Over the course of five years, the Reserve Officers Association of the United States—the nation’s oldest such professional military organization—invited its members to write about their experiences in World War II. The response was an impressive outpouring of memories, now compiled here in an extraordinary record of courage, sacrifice, and commitment.
Stories from 240 veterans—representing all theaters, ranks, and services—track the years of World War II month by month.
From the young ensign’s letter to his fiancée, describing his escape from the USS Cassin minutes before it explodes at Pearl Harbor, to the battle-seasoned colonel’s account of his flyover at the peace-treaty signing aboard the USS Missouri, the stories give a human face to the moments of war, written by men and women who intimately lived those history-making days, on bombing missions and invasion duty, on front lines and the home front.
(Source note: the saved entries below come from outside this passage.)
//! Kafka-backed pipe over rdkafka.
//!
//! Producers batch through librdkafka and are awaited for delivery on
//! flush; the partition key is whatever the caller pushes with (the row
//! key), so a given primary key always lands on one partition. Consumer
//! groups are stable per topic: a restarted streamer resumes from its
//! last committed offset, which is what makes replay-and-dedupe work.

use std::collections::HashMap;

use async_trait::async_trait;
use rdkafka::config::ClientConfig;
use rdkafka::consumer::{CommitMode, Consumer as _, StreamConsumer};
use rdkafka::producer::{DeliveryFuture, FutureProducer, FutureRecord};
use rdkafka::{Message as _, Offset, TopicPartitionList};
use tokio_util::sync::CancellationToken;
use tracing::warn;

use rowtap_core::AppConfig;

use super::{offset_is_oldest, Consumer, Message, Pipe, PipeError, Producer, Result};

pub struct KafkaPipe {
    brokers: String,
    group_prefix: String,
    start_oldest: bool,
    shutdown: CancellationToken,
}

impl KafkaPipe {
    pub fn new(cfg: &AppConfig, shutdown: CancellationToken) -> Self {
        KafkaPipe {
            brokers: cfg.kafka_addrs.join(","),
            group_prefix: cfg.namespace.clone(),
            start_oldest: offset_is_oldest(cfg),
            shutdown,
        }
    }
}

#[async_trait]
impl Pipe for KafkaPipe {
    fn kind(&self) -> &'static str {
        "kafka"
    }

    async fn new_producer(&self, topic: &str) -> Result<Box<dyn Producer>> {
        let producer: FutureProducer = ClientConfig::new()
            .set("bootstrap.servers", &self.brokers)
            .set("message.timeout.ms", "30000")
            .create()?;
        Ok(Box::new(KafkaProducer {
            producer,
            topic: topic.to_string(),
            in_flight: Vec::new(),
        }))
    }

    async fn new_consumer(&self, topic: &str) -> Result<Box<dyn Consumer>> {
        let consumer: StreamConsumer = ClientConfig::new()
            .set("bootstrap.servers", &self.brokers)
            .set("group.id", format!("{}-{}", self.group_prefix, topic))
            .set("enable.partition.eof", "false")
            .set("enable.auto.commit", "false")
            .set("session.timeout.ms", "6000")
            .set(
                "auto.offset.reset",
                if self.start_oldest { "earliest" } else { "latest" },
            )
            .create()?;
        consumer.subscribe(&[topic])?;
        Ok(Box::new(KafkaConsumer {
            consumer,
            topic: topic.to_string(),
            shutdown: self.shutdown.clone(),
            positions: HashMap::new(),
            fetched: None,
        }))
    }
}

pub struct KafkaProducer {
    producer: FutureProducer,
    topic: String,
    in_flight: Vec<DeliveryFuture>,
}

impl KafkaProducer {
    fn send(&mut self, key: Option<String>, payload: Vec<u8>) -> Result<()> {
        let mut record = FutureRecord::<String, Vec<u8>>::to(&self.topic).payload(&payload);
        if let Some(key) = &key {
            record = record.key(key);
        }
        match self.producer.send_result(record) {
            Ok(delivery) => {
                self.in_flight.push(delivery);
                Ok(())
            }
            Err((e, _)) => Err(e.into()),
        }
    }

    async fn flush(&mut self) -> Result<()> {
        for delivery in self.in_flight.drain(..) {
            match delivery.await {
                Ok(Ok(_)) => {}
                Ok(Err((e, _))) => return Err(e.into()),
                Err(_) => return Err(PipeError::Other("delivery channel canceled".into())),
            }
        }
        Ok(())
    }
}

#[async_trait]
impl Producer for KafkaProducer {
    fn set_format(&mut self, _format: &str) {
        // Kafka carries opaque payloads; the format lives in the state row.
    }

    async fn push(&mut self, payload: Vec<u8>) -> Result<()> {
        self.send(None, payload)
    }

    async fn push_keyed(&mut self, key: String, payload: Vec<u8>) -> Result<()> {
        self.send(Some(key), payload)
    }

    async fn push_batch(&mut self, batch: Vec<(Option<String>, Vec<u8>)>) -> Result<()> {
        for (key, payload) in batch {
            self.send(key, payload)?;
        }
        self.flush().await
    }

    async fn push_schema(&mut self, key: String, schema: Vec<u8>) -> Result<()> {
        // Schema travels in-stream as the next message.
        self.send(Some(key), schema)?;
        self.flush().await
    }

    async fn close(&mut self) -> Result<()> {
        self.flush().await
    }
}

pub struct KafkaConsumer {
    consumer: StreamConsumer,
    topic: String,
    shutdown: CancellationToken,
    /// Highest seen offset per partition, committed on clean close.
    positions: HashMap<i32, i64>,
    fetched: Option<Result<Message>>,
}

#[async_trait]
impl Consumer for KafkaConsumer {
    async fn fetch_next(&mut self) -> bool {
        if self.fetched.is_some() {
            return true;
        }
        tokio::select! {
            _ = self.shutdown.cancelled() => false,
            received = self.consumer.recv() => {
                match received {
                    Ok(m) => {
                        self.positions.insert(m.partition(), m.offset());
                        let payload = m.payload().unwrap_or_default().to_vec();
                        let key = m
                            .key()
                            .map(|k| String::from_utf8_lossy(k).into_owned());
                        self.fetched = Some(Ok(Message { payload, key }));
                        true
                    }
                    Err(e) => {
                        self.fetched = Some(Err(e.into()));
                        true
                    }
                }
            }
        }
    }

    fn pop(&mut self) -> Result<Message> {
        self.fetched.take().unwrap_or(Err(PipeError::NothingFetched))
    }

    async fn close(&mut self) -> Result<()> {
        if !self.positions.is_empty() {
            let mut tpl = TopicPartitionList::new();
            for (partition, offset) in &self.positions {
                tpl.add_partition_offset(&self.topic, *partition, Offset::Offset(offset + 1))
                    .map_err(PipeError::Kafka)?;
            }
            if let Err(e) = self.consumer.commit(&tpl, CommitMode::Sync) {
                warn!(topic = %self.topic, error = %e, "offset commit failed on close");
                return Err(e.into());
            }
        }
        self.consumer.unsubscribe();
        Ok(())
    }

    async fn close_on_failure(&mut self) -> Result<()> {
        // Release without committing: the next owner replays from the
        // last committed position and dedupes by seqno.
        self.positions.clear();
        self.consumer.unsubscribe();
        Ok(())
    }
}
Readers will meet a survivor of the USS Reuben James, sunk by a German U-boat before December 7, 1941, and eight D-Day invaders of Normandy, including Lieutenant Colonel J. Strom Thurmond, paratrooper. They will also meet a bodyguard to General Douglas MacArthur and the nurses who healed the fallen in huts on Bataan, the hospital ship Shamrock in the Mediterranean, and field hospitals in France.
Here, too, are personal accounts by Women Airforce Service Pilots (WASPs) and the battlehardened engineers of the Seabees in the Pacific. Other veterans tell of surviving the sinking of the troopship Leopoldville, when 750 Americans died in the English Channel on Christmas Eve, 1944; the horrific discovery of the Nazi extermination camps; and the tragic bombings near war’s end of unmarked Japanese ships transporting U.S. POWs from the Philippines.
Featuring photographs, a chronology, and historical introductions, this book—thanks to these stories by ordinary soldiers, sailors, airmen, marines, and nurses—is destined to become an enduring testimony to the American experience in World War II.